Попытка построить типологию афоризма должна была бы начаться с оценки способов соотношения сказанного и подразумеваемого в афористическом суждении. В истории европейской литературы мы наблюдаем как бы три метаморфозы афоризма. Эпоха классицизма породила афоризмы-максимы, где первичное, неизреченное понимание непосредственно вводится в структуру высказывания благодаря обыгрыванию семантики слов. В максиме значимо прежде всего расположение слов относительно друг друга. Романтической эстетике больше соответствуют афоризмы-фрагменты — лирические, прерывные и аморфные. Фрагменты укоренены в безмолвии, их обступающем, и в них значимо самое присутствие слова. Наконец, начиная с Ницше, появился модернистский тип афоризма, который утверждает не единство и не равновесие слова и безмолвия, а, скорее, их несогласие. Модернистский афоризм вскрывает несоответствие формы мысли и ее содержания, так что метафора осознается в нем как существенное свойство языка, и истинность высказывания оказывается неотделимой от его ложности.
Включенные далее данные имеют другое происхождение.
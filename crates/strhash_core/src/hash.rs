use std::ffi::{c_char, CStr, CString};

use crate::error::{Error, Result};
use crate::load::{load_tail, load_u64};
use crate::mix::mix;

const BLOCK_LEN: usize = 8;

/// hash a byte sequence.
///
/// the length seeds the state, every full 8 byte block gets mixed in, and the 0 to 7 tail bytes
/// are mixed in last, always, even when there are none.
#[inline]
pub const fn hash_bytes(bytes: &[u8]) -> u64 {
    let mut seed = bytes.len() as u64;

    // NOTE: while is used because for loops and ranges don't work in const fns.
    let mut offset = 0;
    while bytes.len() - offset >= BLOCK_LEN {
        seed = mix(seed, load_u64(bytes, offset));
        offset += BLOCK_LEN;
    }

    mix(seed, load_tail(bytes, offset))
}

/// hash `len` bytes starting at `data`.
///
/// # Safety
///
/// `data` must be valid for reads of `len` bytes. `data` may only be null if `len` is 0; this is
/// checked in debug builds only.
#[inline]
pub unsafe fn hash_raw(data: *const u8, len: usize) -> u64 {
    debug_assert!(len == 0 || !data.is_null(), "data pointer must not be null");
    if len == 0 {
        return hash_bytes(&[]);
    }
    // SAFETY: validity of data for len bytes is the caller's contract.
    hash_bytes(unsafe { std::slice::from_raw_parts(data, len) })
}

/// same as [`hash_raw`], but reports a null `data` with non-zero `len` instead of treating it as
/// a contract violation.
///
/// # Safety
///
/// if `data` is non-null it must be valid for reads of `len` bytes.
pub unsafe fn try_hash_raw(data: *const u8, len: usize) -> Result<u64> {
    if len > 0 && data.is_null() {
        return Err(Error::NullData { len });
    }
    // SAFETY: null with non-zero length is ruled out above, the rest is the caller's contract.
    Ok(unsafe { hash_raw(data, len) })
}

/// hash a string, all of its bytes, embedded zeros included.
#[inline]
pub const fn hash_str(s: &str) -> u64 {
    hash_bytes(s.as_bytes())
}

/// hash a c string, excluding the terminator.
#[inline]
pub const fn hash_cstr(s: &CStr) -> u64 {
    hash_bytes(s.to_bytes())
}

/// hash bytes up to (not including) the first zero byte. a slice without a zero byte is hashed
/// whole; the scan never goes past the end of the slice.
#[inline]
pub const fn hash_nul_terminated(bytes: &[u8]) -> u64 {
    let mut len = 0;
    while len < bytes.len() && bytes[len] != 0 {
        len += 1;
    }
    hash_bytes(bytes.split_at(len).0)
}

/// hash bytes up to the first zero byte, failing if there is none.
pub fn try_hash_cstr_bytes(bytes: &[u8]) -> Result<u64> {
    CStr::from_bytes_until_nul(bytes)
        .map(hash_cstr)
        .map_err(|_| Error::MissingNulTerminator { len: bytes.len() })
}

/// hash a nul-terminated c string.
///
/// # Safety
///
/// `ptr` must be non-null (checked in debug builds only) and point to a nul-terminated string,
/// see [`CStr::from_ptr`].
#[inline]
pub unsafe fn hash_cstr_ptr(ptr: *const c_char) -> u64 {
    debug_assert!(!ptr.is_null(), "string pointer must not be null");
    // SAFETY: the caller guarantees a valid nul-terminated string.
    hash_cstr(unsafe { CStr::from_ptr(ptr) })
}

// ----

/// hashing of owned and borrowed string-like values.
///
/// length-delimited types hash all of their bytes; c strings stop at the terminator.
pub trait StrHash {
    fn str_hash(&self) -> u64;
}

impl StrHash for str {
    #[inline]
    fn str_hash(&self) -> u64 {
        hash_str(self)
    }
}

impl StrHash for String {
    #[inline]
    fn str_hash(&self) -> u64 {
        hash_str(self)
    }
}

impl StrHash for [u8] {
    #[inline]
    fn str_hash(&self) -> u64 {
        hash_bytes(self)
    }
}

impl StrHash for Vec<u8> {
    #[inline]
    fn str_hash(&self) -> u64 {
        hash_bytes(self)
    }
}

impl StrHash for CStr {
    #[inline]
    fn str_hash(&self) -> u64 {
        hash_cstr(self)
    }
}

impl StrHash for CString {
    #[inline]
    fn str_hash(&self) -> u64 {
        hash_cstr(self)
    }
}

impl<T: StrHash + ?Sized> StrHash for &T {
    #[inline]
    fn str_hash(&self) -> u64 {
        (**self).str_hash()
    }
}
/// hash a string literal at compile time.
///
/// ```
/// const PLAYER: u64 = strhash_core::strhash!("player_name");
///
/// match strhash_core::hash_str("player_name") {
///     PLAYER => {}
///     _ => unreachable!(),
/// }
/// ```
#[macro_export]
macro_rules! strhash {
    ($s:expr) => {{
        const OUT: u64 = $crate::hash::hash_str($s);
        OUT
    }};
}

/// hash a byte string literal at compile time.
#[macro_export]
macro_rules! bytehash {
    ($b:expr) => {{
        const OUT: u64 = $crate::hash::hash_bytes($b);
        OUT
    }};
}
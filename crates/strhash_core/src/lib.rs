#![deny(clippy::unwrap_used)]
#![deny(clippy::expect_used)]
#![deny(clippy::panic)]

//! fixed-output 64-bit non-cryptographic hash for byte sequences, null-terminated strings and
//! length-delimited strings.
//!
//! every function that does the actual hashing is a `const fn`, the same body runs at compile time
//! and at run time. use [`strhash!`] / [`bytehash!`] to force compile-time evaluation at the call
//! site.
//!
//! not suitable for anything security related; no resistance against crafted collisions.

pub mod error;
pub mod hash;
pub mod load;
mod macros;
pub mod mix;

pub use error::{Error, Result};
pub use hash::{
    hash_bytes, hash_cstr, hash_cstr_ptr, hash_nul_terminated, hash_raw, hash_str,
    try_hash_cstr_bytes, try_hash_raw, StrHash,
};
// NOTE: constants are wyhash's primes. only the first two participate in mixing; the remaining
// three are kept so that the full set of the family is in one place.
pub const WYP0: u64 = 0xa0761d6478bd642f;
pub const WYP1: u64 = 0xe7037ed1a0b428db;
pub const WYP2: u64 = 0x8ebc6af09c88c6e3;
pub const WYP3: u64 = 0x589965cc75374cc3;
pub const WYP4: u64 = 0x1d8e4e27c47d124f;

/// folds `b` into `a` and scrambles the result so that every input bit affects (almost) every
/// output bit.
///
/// all multiplications wrap; the overflow is intentionally discarded.
#[inline(always)]
pub const fn mix(mut a: u64, b: u64) -> u64 {
    a ^= b;
    a = a.wrapping_mul(WYP0);
    a ^= (a >> 32) ^ (a >> 25);
    a = a.wrapping_mul(WYP1);
    a ^= a >> 33;
    a
}

#[cfg(test)]
mod tests {
    use super::*;

    #[test]
    fn test_constants_are_odd() {
        for c in [WYP0, WYP1, WYP2, WYP3, WYP4] {
            assert_eq!(c & 1, 1, "{c:#x}");
        }
    }

    #[test]
    fn test_zero_is_fixed_point() {
        assert_eq!(mix(0, 0), 0);
    }

    #[test]
    fn test_xor_symmetry() {
        // a and b are xored before anything else happens
        assert_eq!(mix(1, 0), mix(0, 1));
        assert_eq!(mix(0xdead, 0xbeef), mix(0xbeef, 0xdead));
        assert_eq!(mix(42, 42), 0);
    }

    #[test]
    fn test_single_bit_flip_spreads() {
        let base = mix(8, 0x6867666564636261);
        let mut bit = 0;
        while bit < 64 {
            let flipped = mix(8, 0x6867666564636261 ^ (1 << bit));
            let diff = (base ^ flipped).count_ones();
            assert!(diff >= 8, "bit {bit} changed only {diff} output bits");
            bit += 1;
        }
    }

    #[test]
    fn test_known_values() {
        assert_eq!(mix(1, 0), 0x632bb43a003e7cd0);
        assert_eq!(mix(8, 0x6867666564636261), 0x500f1bdd43144c94);
        assert_eq!(mix(0x500f1bdd43144c94, 0), 0xccbd4cd052f20df6);
    }
}
// strhashcoll hashes every line of the input and reports keys that ended up with the same hash.
// useful for checking a set of identifiers before relying on their hashes as table keys.

use std::fs::File;
use std::hash::BuildHasherDefault;
use std::io::{self, BufRead, BufReader};

use anyhow::Result;
use hashbrown::HashMap;
use nohash::NoHashHasher;
use strhash::hash_str;

// NOTE: keys are hashes already, there's no point in hashing them again.
type SeenMap = HashMap<u64, String, BuildHasherDefault<NoHashHasher<u64>>>;

#[derive(Debug, Default, PartialEq, Eq)]
struct Report {
    lines: usize,
    unique: usize,
    collisions: Vec<(u64, String, String)>,
}

fn scan<R: BufRead>(rdr: R) -> Result<Report> {
    let mut seen = SeenMap::default();
    let mut report = Report::default();

    for line in rdr.lines() {
        let line = line?;
        report.lines += 1;

        let hash = hash_str(&line);
        match seen.get(&hash) {
            Some(prev) if *prev == line => {}
            Some(prev) => report.collisions.push((hash, prev.clone(), line)),
            None => {
                seen.insert(hash, line);
                report.unique += 1;
            }
        }
    }

    Ok(report)
}

fn main() -> Result<()> {
    let mut quiet = false;
    let mut filepath = None;
    for arg in std::env::args().skip(1) {
        match arg.as_str() {
            "-q" => quiet = true,
            _ if filepath.is_none() => filepath = Some(arg),
            _ => {
                eprintln!("usage: strhashcoll [-q] [FILE]");
                std::process::exit(42);
            }
        }
    }

    let report = match filepath.as_deref() {
        None | Some("-") => scan(io::stdin().lock())?,
        Some(path) => scan(BufReader::new(File::open(path)?))?,
    };

    if !quiet {
        for (hash, a, b) in report.collisions.iter() {
            println!("{hash:016x}  {a:?}  {b:?}");
        }
    }
    println!(
        "lines {}, unique {}, collisions {}",
        report.lines,
        report.unique,
        report.collisions.len()
    );

    Ok(())
}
Модернистский афоризм сообщает о пределе сообщения; это слово язвительно, ибо оно обнажает пределы рациональности, но — по той же самой причине — само уязвимо.
В китайской афористике мы обнаружим и невозмутимые рефлексии, и словесные слепки чувства, и даже проповедь по-ницшевски беспощадного самоотречения. Но мы не найдем в ней исторической типологии афоризма, сходной с европейской. Афористика в Китае существовала по законам традиции, которая вмещала в себя все формы отношения мысли к немыслимому, прихотливой игры смысла, ибо основывалась на уже известном нам принципе экономии выражения: чем меньше область объективированной осмысленности, тем больше простора высвобождается для доконцептуального смысла бытийственной пустоты.
Этот принцип, кстати, характерен и для классической китайской живописи с ее тенденцией использовать в качестве выразительного средства самое отсутствие изображения и сводить образы к экспрессивной детали, в конечном же счете — номенклатуре типических форм, что также делало занятие живописью прежде всего школой. Э. Гомбрих говорил в этой связи о принципе «экрана». Надо помнить, однако, что в данном случае не просто экранируется та или иная вещь, но устанавливается самоустраняющееся присутствие Великой Пустоты.
Таким образом, все означенное в традиционном китайском афоризме (и, шире, во всей традиционной словесности и искусстве Китая) не имело статуса натуралистически-правдоподобного образа действительности. Оно выражало, по сути, тенденцию к сжатию, типизации реалистических образов и находило свое завершение (точнее было бы сказать, теряло себя) в ускользающем нюансе, в бесконечном богатстве разнообразия, чем и является на самом деле предельность бытия. Самопотеря образа в нюансе рассматривалась в китайской традиции как способ явления Великой Пустоты, как прообраз первозданного Хаоса, смешения всего и вся в «великом единстве» дао. Реальность, по китайским понятиям, всегда включает в себя «другое», она есть по существу со-бытие, или переход в инобытие. Это переход никуда не ведущий, но в действительности возврагцаю-щий к истоку всех событий. В его свете опытный и умопостигаемый мир предстает эхом звука, отблеском света, образом в зеркале. Или, если вновь воспользоваться образом Ницше, «копией утраченного оригинала». Так в китайской мысли обосновывалась не-двойственность явленного и скрытого, познанного и незнаемого, путей человеческих и Великого Пути мироздания.
Теперь мы можем оценить значение декоративных качеств, присущих афористическому высказыванию. Свести реальность к нюансу, к характерному штриху— значит вытеснить значимое сообщение в область орнаментации, эвфемизма или, по терминологии Шпенглера, табу. Но в универсальном нюансе, каковым является бытие дао, исчезает оппозиция внешнего и внутреннего, декора и содержания. Не оттого ли афоризм в старом Китае — это одновременно и жестко заданная форма, норма мышления и словесности, и вместе с тем откровение, ломающее все мыслительные привычки и правила, обнажающее Безусловное?